Thursday, February 17, 2011

State of War

During the retreat over the weekend, we were blessed to have Mark Whited, a campus minister from Indiana come and speak to us. He shared the story of the Gospel, from creation, to corruption, to redemption and restoration. This week, I've been diving into the story of the Gospel as it's revealed through the Bible. I've been doing so because later today I'm starting a 1-1 Bible study with one of the students here at UNC-W and I'm going to be teaching him this story so he can understand more of the world he's stepped into with a recent decision to be baptized.

First think about a great story. Doesn't matter the tale, but pick one. Although I'm more partial to the story of Star Wars and the archetypes found there, let's together look at Titanic, something I think everyone has seen.

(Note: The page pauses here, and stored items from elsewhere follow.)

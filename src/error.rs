//! Custom error types for Wrench Quote
//!
//! This module defines the error hierarchy for the application using thiserror
//! for ergonomic error definitions. Catalog ingestion itself is infallible by
//! design; only the configuration and network layers produce hard errors.

use thiserror::Error;

/// The main error type for Wrench Quote operations
#[derive(Error, Debug)]
pub enum QuoteError {
    /// Configuration-related errors (missing API key, spreadsheet id)
    #[error("Configuration error: {0}")]
    Config(String),

    /// Transport-level errors from the HTTP client
    #[error("HTTP error: {0}")]
    Http(String),

    /// Non-success responses from the Google Sheets API
    #[error("Google Sheets API error ({status}): {message}")]
    Api { status: u16, message: String },

    /// Service lookup failures (CLI quote arguments)
    #[error("Service not found: {0}")]
    ServiceNotFound(String),

    /// Invalid user input (quantities, quote arguments)
    #[error("Invalid input: {0}")]
    InvalidInput(String),

    /// TUI errors
    #[error("TUI error: {0}")]
    Tui(String),
}

impl QuoteError {
    /// Create a configuration error for a missing environment variable
    pub fn missing_env(var: &str) -> Self {
        Self::Config(format!("{var} is not set"))
    }

    /// Check if this is a configuration error
    pub fn is_config(&self) -> bool {
        matches!(self, Self::Config(_))
    }
}

impl From<reqwest::Error> for QuoteError {
    fn from(err: reqwest::Error) -> Self {
        Self::Http(err.to_string())
    }
}

/// Result type alias for Wrench Quote operations
pub type QuoteResult<T> = Result<T, QuoteError>;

Beginning of the movie, there's celebration. The passengers board the boat, they set out for America, adventure, excitement, entertainment awaiting them along the way. It was good. But then tragedy happens, the boat collides with an iceberg, suffering cataclysmic damage. The passengers must now flee utopia, their world shattered. The remnant of those who make it through are ferried to land. Their lives are never the same.

Sound familiar? Their story aboard the ship, is our story in life. In Genesis 1-2 God created everything. It was good. There was utopia, purpose, balance within all of creation, intimacy with God. But tragedy entered the story. How do you interpret this next part? Do you say that Man chose against God? Do you start with the enemy coming in, leading man astray? How we choose to word this next part of the story says a lot about our point of view with Christianity, and how we look at ourselves.

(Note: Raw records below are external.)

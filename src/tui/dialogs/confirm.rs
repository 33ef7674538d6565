//! Clear-all confirmation dialog

use ratatui::{
    layout::Alignment,
    style::{Color, Modifier, Style},
    text::{Line, Span},
    widgets::{Block, Borders, Clear, Paragraph},
    Frame,
};

use crate::tui::app::App;
use crate::tui::layout::centered_rect;

/// Render the clear-all confirmation
pub fn render(frame: &mut Frame, app: &App) {
    let area = centered_rect(40, 20, frame.area());
    frame.render_widget(Clear, area);

    let block = Block::default()
        .title(" Clear Quote ")
        .title_style(Style::default().fg(Color::Red).add_modifier(Modifier::BOLD))
        .borders(Borders::ALL)
        .border_style(Style::default().fg(Color::Red));

    let lines = vec![
        Line::from(""),
        Line::from(format!(
            "Remove all {} selected items?",
            app.selection.item_count()
        )),
        Line::from(""),
        Line::from(vec![
            Span::styled("y", Style::default().fg(Color::Green)),
            Span::raw("es / "),
            Span::styled("n", Style::default().fg(Color::Red)),
            Span::raw("o"),
        ]),
    ];

    let paragraph = Paragraph::new(lines)
        .block(block)
        .alignment(Alignment::Center);
    frame.render_widget(paragraph, area);
}
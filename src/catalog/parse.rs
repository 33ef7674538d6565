//! Sheet-to-catalog parsing
//!
//! Converts the raw 2D cell grid returned by the Google Sheets values
//! endpoint into typed [`Service`] records. The sheet is maintained by hand,
//! so the parser is deliberately forgiving: the header row is located
//! heuristically, prices tolerate currency formatting, and anything that
//! cannot be understood is skipped with a diagnostic rather than failing the
//! whole load. An unusable sheet yields an empty catalog, which the caller
//! replaces with the fallback data.

use tracing::{debug, warn};

use crate::models::Service;

use super::classify::{classify, Classification};

/// Column labels the sheet must carry
const ITEM_COLUMN: &str = "Item";
const SHOP_PRICE_COLUMN: &str = "Shop Price";

/// The sheet format assumes at least a title block, a header row, and data.
const MIN_ROWS: usize = 5;

/// Resolved positions of the required columns within the header row
#[derive(Debug, Clone, Copy, PartialEq, Eq)]
pub struct Columns {
    pub item: usize,
    pub shop_price: usize,
}

/// Find the header row: the first row containing a cell exactly `"Item"`.
pub fn find_header_row(rows: &[Vec<String>]) -> Option<usize> {
    rows.iter()
        .position(|row| row.iter().any(|cell| cell == ITEM_COLUMN))
}

/// Resolve the required column positions from a header row.
///
/// Returns `None` when either label is absent; the caller treats that as a
/// normal value, not an error.
pub fn resolve_columns(header: &[String]) -> Option<Columns> {
    let item = header.iter().position(|h| h == ITEM_COLUMN)?;
    let shop_price = header.iter().position(|h| h == SHOP_PRICE_COLUMN)?;
    Some(Columns { item, shop_price })
}

/// Coerce a currency-formatted cell to a price.
///
/// Strips every character that is not a digit, a period, or a minus sign,
/// then parses the remainder as f64. `"$1,299.99"` parses to `1299.99`;
/// `"TBD"` parses to nothing.
pub fn parse_price(cell: &str) -> Option<f64> {
    let cleaned: String = cell
        .chars()
        .filter(|c| c.is_ascii_digit() || *c == '.' || *c == '-')
        .collect();
    cleaned.parse().ok()
}

/// Parse the raw cell grid into catalog services.
///
/// Never fails: malformed input degrades to an empty or partial catalog,
/// with the reason logged as a diagnostic. Services come back in source row
/// order.
pub fn parse_catalog(rows: &[Vec<String>]) -> Vec<Service> {
    if rows.len() < MIN_ROWS {
        warn!(rows = rows.len(), "not enough rows in the sheet");
        return Vec::new();
    }

    let Some(header_index) = find_header_row(rows) else {
        warn!("could not find header row containing \"{ITEM_COLUMN}\"");
        return Vec::new();
    };

    let Some(columns) = resolve_columns(&rows[header_index]) else {
        warn!(
            header = ?rows[header_index],
            "header row is missing \"{ITEM_COLUMN}\" or \"{SHOP_PRICE_COLUMN}\" column"
        );
        return Vec::new();
    };

    let mut services = Vec::new();

    for row in &rows[header_index + 1..] {
        // Rows without an item name are spacers or notes.
        let Some(name) = row.get(columns.item).filter(|cell| !cell.is_empty()) else {
            continue;
        };

        let Some(price_cell) = row.get(columns.shop_price).filter(|cell| !cell.is_empty())
        else {
            continue;
        };

        let Some(price) = parse_price(price_cell) else {
            debug!(item = %name, cell = %price_cell, "skipping row with unparseable price");
            continue;
        };

        let category = match classify(name) {
            Classification::Keep(category) => category,
            Classification::Skip => continue,
        };

        services.push(Service::new(name.clone(), price, category));
    }

    debug!(count = services.len(), "parsed services from the sheet");
    services
}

Let me be clear on something, Man did choose against God, and Satan did lead man astray. But which is the more important aspect of the story? How did tragedy come about?

I believe tragedy entered when man believed in the lies of his enemy. We so often forget as Christians that we have an enemy, that we are still in a state of war. We become consumed with mastering ourselves and believing that we are bad, cursed, down to our very DNA. We forget that when God created us, he called us "Very Good."

This is where good news really becomes good news. God is not offering us something new, but offering us the ability to reclaim what was ours to begin with! When we become a new creation in Christ, our struggle is not so much with flesh and blood as it is against our accuser, who is furious, that we have changed our allegiance. Christ calls us to be holy and blameless (Ephesians 1:4), not to forever sulk in our guilt as our accuser would have us do.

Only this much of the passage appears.